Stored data
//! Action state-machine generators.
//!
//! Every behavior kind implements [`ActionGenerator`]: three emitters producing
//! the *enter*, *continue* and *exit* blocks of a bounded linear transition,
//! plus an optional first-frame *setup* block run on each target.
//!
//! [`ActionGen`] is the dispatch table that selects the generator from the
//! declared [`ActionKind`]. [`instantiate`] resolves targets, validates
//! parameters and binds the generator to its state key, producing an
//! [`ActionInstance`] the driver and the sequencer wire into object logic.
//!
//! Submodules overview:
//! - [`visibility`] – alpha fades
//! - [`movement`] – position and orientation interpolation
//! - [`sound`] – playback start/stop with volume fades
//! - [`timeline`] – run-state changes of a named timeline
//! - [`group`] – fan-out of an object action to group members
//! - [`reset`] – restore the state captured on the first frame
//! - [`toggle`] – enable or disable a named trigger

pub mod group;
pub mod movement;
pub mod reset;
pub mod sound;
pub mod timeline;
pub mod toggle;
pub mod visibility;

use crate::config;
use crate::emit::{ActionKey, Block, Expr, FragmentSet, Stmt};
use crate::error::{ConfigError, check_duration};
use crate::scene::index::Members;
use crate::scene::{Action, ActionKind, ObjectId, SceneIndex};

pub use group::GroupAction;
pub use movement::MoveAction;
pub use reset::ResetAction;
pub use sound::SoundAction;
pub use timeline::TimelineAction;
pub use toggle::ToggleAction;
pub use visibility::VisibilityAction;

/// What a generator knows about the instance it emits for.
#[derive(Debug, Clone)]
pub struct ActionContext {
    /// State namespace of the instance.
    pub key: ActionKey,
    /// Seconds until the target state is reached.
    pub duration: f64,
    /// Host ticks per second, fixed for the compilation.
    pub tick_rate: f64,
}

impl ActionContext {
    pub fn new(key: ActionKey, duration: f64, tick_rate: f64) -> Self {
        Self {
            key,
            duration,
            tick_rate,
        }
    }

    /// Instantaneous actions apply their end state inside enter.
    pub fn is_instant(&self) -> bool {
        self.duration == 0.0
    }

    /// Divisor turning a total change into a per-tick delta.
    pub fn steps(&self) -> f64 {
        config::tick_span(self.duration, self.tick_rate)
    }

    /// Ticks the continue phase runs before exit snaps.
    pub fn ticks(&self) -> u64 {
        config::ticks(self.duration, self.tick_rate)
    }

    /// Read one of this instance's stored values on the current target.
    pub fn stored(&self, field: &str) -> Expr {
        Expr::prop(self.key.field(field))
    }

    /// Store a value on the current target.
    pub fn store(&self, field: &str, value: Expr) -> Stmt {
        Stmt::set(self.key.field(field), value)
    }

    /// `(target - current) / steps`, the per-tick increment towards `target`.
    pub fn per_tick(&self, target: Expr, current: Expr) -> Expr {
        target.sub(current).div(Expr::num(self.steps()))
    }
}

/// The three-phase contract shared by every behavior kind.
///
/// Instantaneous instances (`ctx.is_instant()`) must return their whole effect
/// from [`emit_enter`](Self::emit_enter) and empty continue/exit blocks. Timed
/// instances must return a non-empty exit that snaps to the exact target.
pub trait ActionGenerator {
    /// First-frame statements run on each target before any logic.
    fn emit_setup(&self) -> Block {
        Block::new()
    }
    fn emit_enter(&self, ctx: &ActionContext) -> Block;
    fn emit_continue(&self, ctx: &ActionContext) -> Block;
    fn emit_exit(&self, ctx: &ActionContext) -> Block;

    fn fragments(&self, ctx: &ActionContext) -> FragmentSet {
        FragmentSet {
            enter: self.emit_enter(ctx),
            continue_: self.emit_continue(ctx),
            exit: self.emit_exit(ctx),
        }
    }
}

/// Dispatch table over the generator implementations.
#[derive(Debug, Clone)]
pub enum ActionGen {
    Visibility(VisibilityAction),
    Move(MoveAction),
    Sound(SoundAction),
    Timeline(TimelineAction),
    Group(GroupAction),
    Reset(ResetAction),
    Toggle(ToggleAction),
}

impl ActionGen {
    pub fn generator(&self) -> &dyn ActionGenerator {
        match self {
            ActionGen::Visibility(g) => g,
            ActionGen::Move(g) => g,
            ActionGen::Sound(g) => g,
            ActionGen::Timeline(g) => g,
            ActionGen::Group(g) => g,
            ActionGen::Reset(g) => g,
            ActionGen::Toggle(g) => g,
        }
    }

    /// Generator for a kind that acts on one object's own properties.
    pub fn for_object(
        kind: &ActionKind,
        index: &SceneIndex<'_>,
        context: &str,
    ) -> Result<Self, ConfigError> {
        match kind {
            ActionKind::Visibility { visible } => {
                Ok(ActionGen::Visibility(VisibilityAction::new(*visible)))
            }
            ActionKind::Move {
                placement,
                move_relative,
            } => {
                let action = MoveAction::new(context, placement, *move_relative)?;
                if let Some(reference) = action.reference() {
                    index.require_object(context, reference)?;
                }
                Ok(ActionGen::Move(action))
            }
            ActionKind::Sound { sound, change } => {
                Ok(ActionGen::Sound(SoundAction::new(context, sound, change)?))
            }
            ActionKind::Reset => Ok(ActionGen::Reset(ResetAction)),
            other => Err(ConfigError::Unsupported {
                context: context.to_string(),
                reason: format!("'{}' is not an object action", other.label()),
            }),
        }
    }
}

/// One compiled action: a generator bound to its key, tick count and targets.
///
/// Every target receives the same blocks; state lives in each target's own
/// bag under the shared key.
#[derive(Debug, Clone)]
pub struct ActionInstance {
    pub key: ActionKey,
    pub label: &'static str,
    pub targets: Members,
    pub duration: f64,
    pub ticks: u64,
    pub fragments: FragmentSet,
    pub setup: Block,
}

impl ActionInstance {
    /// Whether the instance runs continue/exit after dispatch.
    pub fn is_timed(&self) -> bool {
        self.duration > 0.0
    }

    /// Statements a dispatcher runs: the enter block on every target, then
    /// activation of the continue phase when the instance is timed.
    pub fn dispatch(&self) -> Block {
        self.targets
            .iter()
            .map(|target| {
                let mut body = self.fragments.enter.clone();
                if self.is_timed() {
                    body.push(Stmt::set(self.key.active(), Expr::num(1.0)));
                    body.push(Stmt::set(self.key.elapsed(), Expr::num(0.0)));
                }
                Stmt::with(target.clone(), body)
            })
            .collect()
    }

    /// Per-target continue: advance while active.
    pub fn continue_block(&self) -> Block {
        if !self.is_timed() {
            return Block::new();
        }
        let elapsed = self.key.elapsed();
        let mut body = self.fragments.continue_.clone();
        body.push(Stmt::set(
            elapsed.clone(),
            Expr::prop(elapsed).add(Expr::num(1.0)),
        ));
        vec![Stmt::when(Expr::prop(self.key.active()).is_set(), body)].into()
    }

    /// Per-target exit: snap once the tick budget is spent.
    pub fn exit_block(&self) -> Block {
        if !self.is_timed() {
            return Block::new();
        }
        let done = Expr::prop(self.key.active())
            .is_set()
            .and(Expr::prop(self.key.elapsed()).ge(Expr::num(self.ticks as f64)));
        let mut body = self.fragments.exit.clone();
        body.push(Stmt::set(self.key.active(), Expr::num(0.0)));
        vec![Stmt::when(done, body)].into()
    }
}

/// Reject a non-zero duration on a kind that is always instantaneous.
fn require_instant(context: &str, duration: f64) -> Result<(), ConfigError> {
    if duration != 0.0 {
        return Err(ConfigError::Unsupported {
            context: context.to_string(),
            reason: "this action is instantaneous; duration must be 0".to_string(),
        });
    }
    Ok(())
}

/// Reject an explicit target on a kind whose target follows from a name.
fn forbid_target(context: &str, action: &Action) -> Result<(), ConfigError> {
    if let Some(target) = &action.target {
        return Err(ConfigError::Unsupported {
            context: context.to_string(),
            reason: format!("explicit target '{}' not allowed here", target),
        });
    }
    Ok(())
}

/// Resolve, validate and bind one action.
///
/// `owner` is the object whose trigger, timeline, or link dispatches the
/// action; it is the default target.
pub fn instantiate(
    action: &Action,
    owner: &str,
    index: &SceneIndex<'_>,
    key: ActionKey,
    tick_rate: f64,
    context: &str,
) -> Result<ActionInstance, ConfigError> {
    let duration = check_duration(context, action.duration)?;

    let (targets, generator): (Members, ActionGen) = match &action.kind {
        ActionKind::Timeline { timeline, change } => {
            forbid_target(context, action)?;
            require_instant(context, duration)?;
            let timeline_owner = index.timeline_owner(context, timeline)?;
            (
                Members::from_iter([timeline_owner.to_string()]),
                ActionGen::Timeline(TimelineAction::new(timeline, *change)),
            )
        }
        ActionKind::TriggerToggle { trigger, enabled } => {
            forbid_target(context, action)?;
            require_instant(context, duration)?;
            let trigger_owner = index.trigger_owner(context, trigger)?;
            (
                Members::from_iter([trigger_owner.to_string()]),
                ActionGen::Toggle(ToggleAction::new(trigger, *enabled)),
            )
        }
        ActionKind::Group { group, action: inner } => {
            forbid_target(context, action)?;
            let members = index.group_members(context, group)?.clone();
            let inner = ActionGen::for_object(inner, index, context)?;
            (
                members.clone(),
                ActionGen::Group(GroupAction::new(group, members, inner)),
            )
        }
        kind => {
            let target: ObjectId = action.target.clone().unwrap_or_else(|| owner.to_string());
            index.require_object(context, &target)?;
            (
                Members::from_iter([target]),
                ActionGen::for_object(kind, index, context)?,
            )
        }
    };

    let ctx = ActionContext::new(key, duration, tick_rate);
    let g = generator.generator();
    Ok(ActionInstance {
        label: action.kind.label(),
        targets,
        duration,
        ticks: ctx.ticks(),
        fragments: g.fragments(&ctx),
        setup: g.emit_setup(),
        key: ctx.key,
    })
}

What you will do: Search the records for the string "into", and copy every line that holds it.

Exercise output:
//! [`ActionInstance`] the driver and the sequencer wire into object logic.
    /// Divisor turning a total change into a per-tick delta.
        vec![Stmt::when(Expr::prop(self.key.active()).is_set(), body)].into()
        vec![Stmt::when(done, body)].into()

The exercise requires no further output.